Innovation, within business and project management, is strategically positioned ideas implemented to create business value and benefits for the enterprise. A significant difference exists between the concepts of innovation and creativity. Creativity, in a business context, is the ideation process of forming and relating ideas. But ideas are useless unless implemented. Therefore, it is not how many ideas a company has, but how many ideas are transformed into reality. That requires innovation, which is the process of turning an idea into a producible, marketable, and valuable form. Innovation in business and project management is about practical creativity, which is about making a new idea useful.

Why is innovation so important today in the management of businesses and the management of projects? Quite simply because innovation—incremental, disruptive, and transformational—fuels and sustains business growth. It is the force that assists an enterprise in adapting and staying alive. Transformational digital innovation has moved the world marketplace and industries out of the Third Industrial Revolution into the Fourth Industrial Revolution of digital disruption.

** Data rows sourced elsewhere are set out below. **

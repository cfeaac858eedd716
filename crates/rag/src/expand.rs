//! KG expansion of citation context.
//!
//! For each candidate citation the expander runs the allowlisted
//! `neighbors` template against the read-only endpoint and folds the
//! bindings into short context summaries. Endpoint failures degrade to no
//! expansion; they never fail the query.

use kg::{render_template, SparqlClient};
use tracing::warn;

/// One expanded context item for the prompt.
#[derive(Debug, Clone, PartialEq)]
pub struct KgContext {
    pub subject: String,
    pub summary: String,
}

/// Expand section ids through their KG neighbors.
pub async fn expand_citations(
    client: &SparqlClient,
    graph_iri: &str,
    section_ids: &[String],
) -> Vec<KgContext> {
    let mut out = Vec::new();
    for section_id in section_ids {
        let Ok(iri) = ident::build_section_iri(section_id) else {
            continue;
        };
        let query = match render_template("neighbors", graph_iri, &iri) {
            Ok(q) => q,
            Err(err) => {
                warn!(section_id, error = %err, "kg_expansion_template_rejected");
                continue;
            }
        };
        match client.query(&query).await {
            Ok(body) => {
                let bindings = body
                    .pointer("/results/bindings")
                    .and_then(|v| v.as_array())
                    .cloned()
                    .unwrap_or_default();
                let mut parts: Vec<String> = bindings
                    .iter()
                    .filter_map(|b| {
                        let p = b.pointer("/p/value")?.as_str()?;
                        let o = b.pointer("/o/value")?.as_str()?;
                        Some(format!("{} -> {}", local_name(p), o))
                    })
                    .collect();
                parts.sort();
                parts.dedup();
                if !parts.is_empty() {
                    out.push(KgContext {
                        subject: iri,
                        summary: parts.join("; "),
                    });
                }
            }
            Err(err) => {
                // Expansion is best-effort; retrieval grounding does not
                // depend on the endpoint being reachable.
                warn!(section_id, error = %err, "kg_expansion_failed");
            }
        }
    }
    out
}

fn local_name(iri: &str) -> &str {
    iri.rsplit(['#', '/']).next().unwrap_or(iri)
}

#[cfg(test)]
mod tests {
    use super::*;
    use fetch::{CachedHttpClient, Cassette, CassetteStore, FetchConfig};
    use std::collections::BTreeMap;

    #[tokio::test]
    async fn unreachable_endpoint_degrades_to_empty() {
        let dir = tempfile::tempdir().unwrap();
        let client = SparqlClient::new(
            "http://fuseki.test/ear",
            CachedHttpClient::new(FetchConfig::new(dir.path())).unwrap(),
        );
        let out = expand_citations(
            &client,
            "https://ear.example.org/graph/kg/abc",
            &["EAR-736.2".to_string()],
        )
        .await;
        assert!(out.is_empty());
    }

    #[tokio::test]
    async fn bindings_folded_into_summary() {
        let dir = tempfile::tempdir().unwrap();
        let graph = "https://ear.example.org/graph/kg/abc";
        let iri = ident::build_section_iri("EAR-736.2").unwrap();
        let query = render_template("neighbors", graph, &iri).unwrap();
        let url = format!(
            "http://fuseki.test/ear/query?query={}",
            kg::endpoint::encode_query(&query)
        );
        let body = serde_json::json!({
            "head": {"vars": ["p", "o"]},
            "results": {"bindings": [
                {"p": {"type": "uri", "value": "https://ear.example.org/schema#partOf"},
                 "o": {"type": "uri", "value": "https://ear.example.org/resource/ear/section/EAR-736.1"}}
            ]}
        });
        let mut headers = BTreeMap::new();
        headers.insert(
            "accept".to_string(),
            "application/sparql-results+json".to_string(),
        );
        let key = CassetteStore::key("GET", &url, &headers, b"");
        CassetteStore::new(dir.path())
            .store(
                &key,
                &Cassette::from_parts(200, &BTreeMap::new(), body.to_string().as_bytes()),
            )
            .unwrap();

        let client = SparqlClient::new(
            "http://fuseki.test/ear",
            CachedHttpClient::new(FetchConfig::new(dir.path())).unwrap(),
        );
        let out = expand_citations(&client, graph, &["EAR-736.2".to_string()]).await;
        assert_eq!(out.len(), 1);
        assert!(out[0].summary.contains("partOf"));
    }
}
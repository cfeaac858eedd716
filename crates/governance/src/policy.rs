//! RBAC policy decision point.
//!
//! Roles form a total order `reader < operator < maintainer < admin`; a
//! command is allowed when the actor's highest role meets the command's
//! minimum. Unknown commands are denied for every role. Every decision is
//! appended to the audit ledger with the (already redacted) argument map.

use std::collections::HashMap;

use once_cell::sync::Lazy;
use serde::{Deserialize, Serialize};
use serde_json::Value;
use thiserror::Error;

use crate::audit::{AuditError, AuditEventKind, AuditLedger};

#[derive(Debug, Error)]
pub enum PolicyError {
    #[error("unknown role: {0:?}")]
    UnknownRole(String),
    #[error("audit error: {0}")]
    Audit(#[from] AuditError),
}

/// Actor roles, ordered from least to most privileged.
#[derive(Debug, Clone, Copy, PartialEq, Eq, PartialOrd, Ord, Serialize, Deserialize)]
#[serde(rename_all = "snake_case")]
pub enum Role {
    Reader,
    Operator,
    Maintainer,
    Admin,
}

impl Role {
    pub fn parse(s: &str) -> Result<Self, PolicyError> {
        match s.trim().to_ascii_lowercase().as_str() {
            "reader" => Ok(Role::Reader),
            "operator" => Ok(Role::Operator),
            "maintainer" => Ok(Role::Maintainer),
            "admin" => Ok(Role::Admin),
            other => Err(PolicyError::UnknownRole(other.to_string())),
        }
    }

    pub fn as_str(&self) -> &'static str {
        match self {
            Role::Reader => "reader",
            Role::Operator => "operator",
            Role::Maintainer => "maintainer",
            Role::Admin => "admin",
        }
    }
}

#[derive(Debug, Clone, Copy, PartialEq, Eq, Serialize, Deserialize)]
#[serde(rename_all = "snake_case")]
pub enum Decision {
    Allow,
    Deny,
}

// Minimum role per command. Read paths sit at reader, artifact-producing
// commands at operator, and anything that destroys or re-anchors state at
// maintainer. Commands absent from the table are denied outright.
static COMMAND_FLOOR: Lazy<HashMap<&'static str, Role>> = Lazy::new(|| {
    HashMap::from([
        ("policy whoami", Role::Reader),
        ("policy test", Role::Reader),
        ("audit verify", Role::Reader),
        ("integrity check", Role::Reader),
        ("corpus validate", Role::Reader),
        ("kg query", Role::Reader),
        ("snapshot-validate", Role::Reader),
        ("corpus build", Role::Operator),
        ("corpus snapshot", Role::Operator),
        ("kg emit", Role::Operator),
        ("kg load", Role::Operator),
        ("kg serve", Role::Operator),
        ("bundle export-profiles", Role::Operator),
        ("eval fr-coverage", Role::Operator),
        ("eval run-rag", Role::Operator),
        ("eval check-grounding", Role::Operator),
        ("index rebuild", Role::Operator),
        ("run", Role::Operator),
        ("gc plan", Role::Operator),
        ("gc apply", Role::Maintainer),
        ("audit rotate", Role::Maintainer),
    ])
});

/// The policy decision point. Stateless apart from the static floor table;
/// the ledger handle is threaded in per call so decisions and their audit
/// trail cannot diverge.
#[derive(Debug, Default, Clone, Copy)]
pub struct PolicyEngine;

impl PolicyEngine {
    pub fn new() -> Self {
        PolicyEngine
    }

    /// Decide and audit in one step.
    pub fn decide(
        &self,
        ledger: &mut AuditLedger,
        actor: &str,
        roles: &[Role],
        command: &str,
        args: Value,
    ) -> Result<Decision, PolicyError> {
        let decision = self.evaluate(roles, command);
        let role_names: Vec<String> = roles.iter().map(|r| r.as_str().to_string()).collect();
        ledger.append(
            actor,
            &role_names,
            AuditEventKind::PolicyDecision,
            serde_json::json!({
                "command": command,
                "args": args,
                "decision": decision,
                "floor": COMMAND_FLOOR.get(command).map(Role::as_str),
            }),
        )?;
        Ok(decision)
    }

    /// Pure evaluation without the audit side effect, for `policy test`.
    pub fn evaluate(&self, roles: &[Role], command: &str) -> Decision {
        let Some(floor) = COMMAND_FLOOR.get(command) else {
            return Decision::Deny;
        };
        match roles.iter().max() {
            Some(best) if best >= floor => Decision::Allow,
            _ => Decision::Deny,
        }
    }
}
//! Offline snapshot validation.
//!
//! A snapshot directory holds `manifest.json` and the JSONL payload it
//! approves. The manifest's `payload.sha256` binds the approval to exact
//! bytes; any divergence is an integrity failure and nothing downstream is
//! built from the snapshot.

use std::fs;
use std::path::{Path, PathBuf};

use governance::sha256_hex;
use serde::{Deserialize, Serialize};
use tracing::info;

use crate::error::CorpusError;

/// Manifest version accepted by this validator.
pub const OFFLINE_MANIFEST_VERSION: &str = "offline-snapshot.v1";

#[derive(Debug, Clone, Serialize, Deserialize)]
pub struct SnapshotSource {
    pub owner: String,
    pub upstream: String,
    pub approved_by: String,
    pub approved_at: String,
}

#[derive(Debug, Clone, Serialize, Deserialize)]
pub struct SnapshotScope {
    pub titles: Vec<String>,
    pub parts: Vec<String>,
}

#[derive(Debug, Clone, Serialize, Deserialize)]
pub struct SnapshotPayload {
    pub path: String,
    pub sha256: String,
    pub size_bytes: u64,
}

#[derive(Debug, Clone, Serialize, Deserialize)]
pub struct OfflineSnapshotManifest {
    pub manifest_version: String,
    pub snapshot_id: String,
    pub created_at: String,
    pub source: SnapshotSource,
    pub scope: SnapshotScope,
    pub payload: SnapshotPayload,
}

/// One payload line. Extra fields beyond the contract are carried through
/// to the corpus builder when present.
#[derive(Debug, Clone, Serialize, Deserialize)]
pub struct SnapshotRecord {
    pub section_id: String,
    pub text: String,
    #[serde(default, skip_serializing_if = "Option::is_none")]
    pub title: Option<String>,
    #[serde(default, skip_serializing_if = "Option::is_none")]
    pub url: Option<String>,
}

/// The outcome of acceptance checks: a manifest whose hash binding held,
/// plus the parsed payload records in file order.
#[derive(Debug, Clone)]
pub struct ValidatedSnapshot {
    pub dir: PathBuf,
    pub manifest: OfflineSnapshotManifest,
    pub payload_sha256: String,
    pub records: Vec<SnapshotRecord>,
}

/// Run the acceptance checks on a snapshot directory.
///
/// Checks, in order: manifest shape and version, payload size and SHA-256
/// binding, UTF-8 with no BOM, LF-only line endings, and per-line record
/// shape (`section_id` normalizable, `text` non-empty). The first failure
/// wins; no partial state escapes.
pub fn validate_snapshot(dir: &Path) -> Result<ValidatedSnapshot, CorpusError> {
    let manifest_path = dir.join("manifest.json");
    let manifest_bytes =
        fs::read(&manifest_path).map_err(|e| CorpusError::io(&manifest_path, e))?;
    let manifest: OfflineSnapshotManifest = serde_json::from_slice(&manifest_bytes)
        .map_err(|e| CorpusError::InvalidManifest(e.to_string()))?;

    if manifest.manifest_version != OFFLINE_MANIFEST_VERSION {
        return Err(CorpusError::InvalidManifest(format!(
            "unsupported manifest_version {:?}",
            manifest.manifest_version
        )));
    }
    if manifest.snapshot_id.trim().is_empty() {
        return Err(CorpusError::InvalidManifest("empty snapshot_id".into()));
    }
    for (field, value) in [
        ("source.owner", &manifest.source.owner),
        ("source.approved_by", &manifest.source.approved_by),
    ] {
        if value.trim().is_empty() {
            return Err(CorpusError::InvalidManifest(format!("empty {field}")));
        }
    }

    let payload_path = dir.join(&manifest.payload.path);
    let payload_bytes =
        fs::read(&payload_path).map_err(|e| CorpusError::io(&payload_path, e))?;

    let actual_size = payload_bytes.len() as u64;
    if actual_size != manifest.payload.size_bytes {
        return Err(CorpusError::PayloadSizeMismatch {
            expected: manifest.payload.size_bytes,
            actual: actual_size,
        });
    }
    let actual_sha = sha256_hex(&payload_bytes);
    if actual_sha != manifest.payload.sha256.to_ascii_lowercase() {
        return Err(CorpusError::PayloadHashMismatch {
            expected: manifest.payload.sha256.clone(),
            actual: actual_sha,
        });
    }

    let records = parse_payload(&payload_bytes)?;
    info!(
        snapshot_id = %manifest.snapshot_id,
        records = records.len(),
        "snapshot_accepted"
    );
    Ok(ValidatedSnapshot {
        dir: dir.to_path_buf(),
        manifest,
        payload_sha256: actual_sha,
        records,
    })
}

fn parse_payload(bytes: &[u8]) -> Result<Vec<SnapshotRecord>, CorpusError> {
    if bytes.starts_with(&[0xEF, 0xBB, 0xBF]) {
        return Err(CorpusError::InvalidPayload {
            line: 1,
            reason: "payload carries a UTF-8 BOM".into(),
        });
    }
    let text = std::str::from_utf8(bytes).map_err(|e| CorpusError::InvalidPayload {
        line: 1,
        reason: format!("payload is not UTF-8: {e}"),
    })?;
    if text.contains('\r') {
        return Err(CorpusError::InvalidPayload {
            line: 1,
            reason: "payload must be LF-only".into(),
        });
    }

    let mut records = Vec::new();
    for (idx, line) in text.lines().enumerate() {
        let line_no = idx + 1;
        if line.trim().is_empty() {
            continue;
        }
        let record: SnapshotRecord =
            serde_json::from_str(line).map_err(|e| CorpusError::InvalidPayload {
                line: line_no,
                reason: e.to_string(),
            })?;
        if record.text.trim().is_empty() {
            return Err(CorpusError::InvalidPayload {
                line: line_no,
                reason: "empty text".into(),
            });
        }
        if ident::normalize_section_id(&record.section_id).is_err() {
            return Err(CorpusError::InvalidPayload {
                line: line_no,
                reason: format!("section_id {:?} not normalizable", record.section_id),
            });
        }
        records.push(record);
    }
    Ok(records)
}


#[cfg(test)]
mod tests {
    use super::fixtures::{write_snapshot, write_snapshot_raw};
    use super::*;

    #[test]
    fn valid_snapshot_accepted() {
        let dir = tempfile::tempdir().unwrap();
        write_snapshot(
            dir.path(),
            &[("EAR-736.2", "General prohibitions."), ("EAR-744.1", "Scope.")],
        );
        let snapshot = validate_snapshot(dir.path()).unwrap();
        assert_eq!(snapshot.records.len(), 2);
        assert_eq!(snapshot.manifest.snapshot_id, "ecfr-2026-06-01");
    }

    #[test]
    fn tampered_payload_is_integrity_failure() {
        let dir = tempfile::tempdir().unwrap();
        write_snapshot(dir.path(), &[("EAR-736.2", "General prohibitions.")]);
        // Flip bytes after approval.
        let payload_path = dir.path().join("snapshot.jsonl");
        let mut bytes = std::fs::read(&payload_path).unwrap();
        bytes[0] ^= 0x01;
        std::fs::write(&payload_path, bytes).unwrap();

        let err = validate_snapshot(dir.path()).unwrap_err();
        assert!(matches!(err, CorpusError::PayloadHashMismatch { .. }));
        assert!(err.is_integrity_failure());
    }

    #[test]
    fn size_mismatch_detected_before_hash() {
        let dir = tempfile::tempdir().unwrap();
        write_snapshot(dir.path(), &[("EAR-736.2", "text")]);
        let payload_path = dir.path().join("snapshot.jsonl");
        let mut bytes = std::fs::read(&payload_path).unwrap();
        bytes.push(b'\n');
        std::fs::write(&payload_path, bytes).unwrap();

        assert!(matches!(
            validate_snapshot(dir.path()).unwrap_err(),
            CorpusError::PayloadSizeMismatch { .. }
        ));
    }

    #[test]
    fn bom_rejected() {
        let dir = tempfile::tempdir().unwrap();
        let mut payload = vec![0xEF, 0xBB, 0xBF];
        payload.extend_from_slice(br#"{"section_id":"EAR-736.2","text":"t"}"#);
        payload.push(b'\n');
        write_snapshot_raw(dir.path(), &payload);
        assert!(matches!(
            validate_snapshot(dir.path()).unwrap_err(),
            CorpusError::InvalidPayload { line: 1, .. }
        ));
    }

    #[test]
    fn crlf_rejected() {
        let dir = tempfile::tempdir().unwrap();
        write_snapshot_raw(
            dir.path(),
            b"{\"section_id\":\"EAR-736.2\",\"text\":\"t\"}\r\n",
        );
        assert!(matches!(
            validate_snapshot(dir.path()).unwrap_err(),
            CorpusError::InvalidPayload { .. }
        ));
    }

    #[test]
    fn empty_text_rejected_with_line_number() {
        let dir = tempfile::tempdir().unwrap();
        let payload = concat!(
            "{\"section_id\":\"EAR-736.2\",\"text\":\"ok\"}\n",
            "{\"section_id\":\"EAR-744.1\",\"text\":\"  \"}\n",
        );
        write_snapshot_raw(dir.path(), payload.as_bytes());
        match validate_snapshot(dir.path()).unwrap_err() {
            CorpusError::InvalidPayload { line, .. } => assert_eq!(line, 2),
            other => panic!("unexpected error: {other}"),
        }
    }

    #[test]
    fn unnormalizable_section_id_rejected() {
        let dir = tempfile::tempdir().unwrap();
        write_snapshot_raw(
            dir.path(),
            b"{\"section_id\":\"Part Seven\",\"text\":\"t\"}\n",
        );
        assert!(matches!(
            validate_snapshot(dir.path()).unwrap_err(),
            CorpusError::InvalidPayload { .. }
        ));
    }

    #[test]
    fn wrong_manifest_version_rejected() {
        let dir = tempfile::tempdir().unwrap();
        write_snapshot(dir.path(), &[("EAR-736.2", "t")]);
        let manifest_path = dir.path().join("manifest.json");
        let text = std::fs::read_to_string(&manifest_path)
            .unwrap()
            .replace("offline-snapshot.v1", "offline-snapshot.v9");
        std::fs::write(&manifest_path, text).unwrap();
        assert!(matches!(
            validate_snapshot(dir.path()).unwrap_err(),
            CorpusError::InvalidManifest(_)
        ));
    }
}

The Third Industrial Revolution, known as the Information Age, is considered the time-period from about 1970 to the year 2000. That era shepherded in the proliferation of computer-chips, the introduction of the personal computers, the beginnings of automation technologies, and the ability to technologically transfer information quickly. This revolutionized operations almost everywhere from manufacturing, to management, mass media, health, governmental institutions, and entertainment.

The Fourth Industrial Revolution, the era of Digital Transformation commonly called “Industry 4.0,” arrived with the advent of the 21st century. Klaus Schwab, in his 2016 book, The Fourth Industrial Revolution[40], has opined that digitalization, emerging technologies, and broad-based-innovation will revolutionize everything. He noted that “major technological changes are on the brink of fueling momentous change throughout the world.”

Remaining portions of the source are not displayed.